======== Records shown
use std::env;
use std::fmt;

use async_trait::async_trait;
use reqwest::Client;
use scraper::{Html, Selector};

use drill_core::model::Word;

use crate::error::TranslationError;

/// Shown when the dictionary page has no translation element.
pub const NO_TRANSLATION: &str = "No translation found.";

const DEFAULT_URL_TEMPLATE: &str = "https://dictionary.cambridge.org/zht/%E8%A9%9E%E5%85%B8/%E8%8B%B1%E8%AA%9E-%E6%BC%A2%E8%AA%9E-%E7%B9%81%E9%AB%94/{word}";
const DEFAULT_USER_AGENT: &str = "Mozilla/5.0 (X11; Linux x86_64) AppleWebKit/537.36 (KHTML, like Gecko) Chrome/133.0.0.0 Safari/537.36";
const DEFAULT_MARKER_CLASS: &str = "dtrans";

#[derive(Clone, Debug, PartialEq, Eq)]
pub struct DictionaryConfig {
    /// URL with a `{word}` placeholder. The word is substituted verbatim.
    pub url_template: String,
    pub user_agent: String,
    /// CSS class of the element holding the translation.
    pub marker_class: String,
}

impl DictionaryConfig {
    /// Defaults, overridden by `DRILL_DICTIONARY_URL`, `DRILL_USER_AGENT`
    /// and `DRILL_TRANSLATION_CLASS` when set and non-empty.
    #[must_use]
    pub fn from_env() -> Self {
        let defaults = Self::default();
        Self {
            url_template: env_or("DRILL_DICTIONARY_URL", defaults.url_template),
            user_agent: env_or("DRILL_USER_AGENT", defaults.user_agent),
            marker_class: env_or("DRILL_TRANSLATION_CLASS", defaults.marker_class),
        }
    }

    #[must_use]
    pub fn url_for(&self, word: &str) -> String {
        self.url_template.replace("{word}", word)
    }
}

impl Default for DictionaryConfig {
    fn default() -> Self {
        Self {
            url_template: DEFAULT_URL_TEMPLATE.into(),
            user_agent: DEFAULT_USER_AGENT.into(),
            marker_class: DEFAULT_MARKER_CLASS.into(),
        }
    }
}

fn env_or(key: &str, fallback: String) -> String {
    env::var(key)
        .ok()
        .filter(|value| !value.trim().is_empty())
        .unwrap_or(fallback)
}

/// A looked-up translation. Displays as the scraped text or [`NO_TRANSLATION`].
#[derive(Clone, Debug, PartialEq, Eq)]
pub enum Translation {
    Found(String),
    NotFound,
}

impl Translation {
    /// Empty or whitespace-only text counts as not found.
    #[must_use]
    pub fn from_text(text: Option<String>) -> Self {
        match text {
            Some(text) if !text.trim().is_empty() => Self::Found(text.trim().to_owned()),
            _ => Self::NotFound,
        }
    }

    #[must_use]
    pub fn as_str(&self) -> &str {
        match self {
            Translation::Found(text) => text,
            Translation::NotFound => NO_TRANSLATION,
        }
    }

    #[must_use]
    pub fn is_found(&self) -> bool {
        matches!(self, Translation::Found(_))
    }
}

impl fmt::Display for Translation {
    fn fmt(&self, f: &mut fmt::Formatter<'_>) -> fmt::Result {
        f.write_str(self.as_str())
    }
}

/// Looks up one word. Called on every presentation; results are never cached.
#[async_trait]
pub trait TranslationSource: Send + Sync {
    /// # Errors
    ///
    /// Returns `TranslationError` when the lookup itself fails. A page without a
    /// translation is `Ok(Translation::NotFound)`, not an error.
    async fn lookup(&self, word: &Word) -> Result<Translation, TranslationError>;
}

/// Text of the first element matching `selector`, if any.
#[must_use]
pub fn extract_translation(html: &str, selector: &Selector) -> Option<String> {
    let document = Html::parse_document(html);
    document
        .select(selector)
        .next()
        .map(|element| element.text().collect::<String>())
}

fn marker_selector(class: &str) -> Result<Selector, TranslationError> {
    Selector::parse(&format!(".{class}")).map_err(|err| TranslationError::InvalidMarker {
        class: class.to_string(),
        reason: err.to_string(),
    })
}

/// Scrapes a web dictionary page for the translation element.
#[derive(Clone)]
pub struct DictionaryScraper {
    client: Client,
    config: DictionaryConfig,
    selector: Selector,
}

impl DictionaryScraper {
    /// # Errors
    ///
    /// Returns `TranslationError` if the HTTP client cannot be built or the
    /// marker class is not a valid CSS class name.
    pub fn new(config: DictionaryConfig) -> Result<Self, TranslationError> {
        let selector = marker_selector(&config.marker_class)?;
        let client = Client::builder().user_agent(&config.user_agent).build()?;
        Ok(Self {
            client,
            config,
            selector,
        })
    }

    /// # Errors
    ///
    /// See [`DictionaryScraper::new`].
    pub fn from_env() -> Result<Self, TranslationError> {
        Self::new(DictionaryConfig::from_env())
    }

    #[must_use]
    pub fn config(&self) -> &DictionaryConfig {
        &self.config
    }
}

#[async_trait]
impl TranslationSource for DictionaryScraper {
    async fn lookup(&self, word: &Word) -> Result<Translation, TranslationError> {
        let url = self.config.url_for(word.as_str());
        tracing::debug!(%word, %url, "looking up translation");

        // Error statuses still carry a page worth searching.
        let response = self.client.get(&url).send().await?;
        let status = response.status();
        let body = response.text().await?;
        tracing::debug!(%word, %status, bytes = body.len(), "dictionary responded");

        let translation = Translation::from_text(extract_translation(&body, &self.selector));
        if !translation.is_found() {
            tracing::info!(%word, class = %self.config.marker_class, "no translation element");
        }
        Ok(translation)
    }
}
================
## Your assignment
Once you have counted the lines of the data that contain the word "NotFound", please reply with that number alone.

## Expected answer
4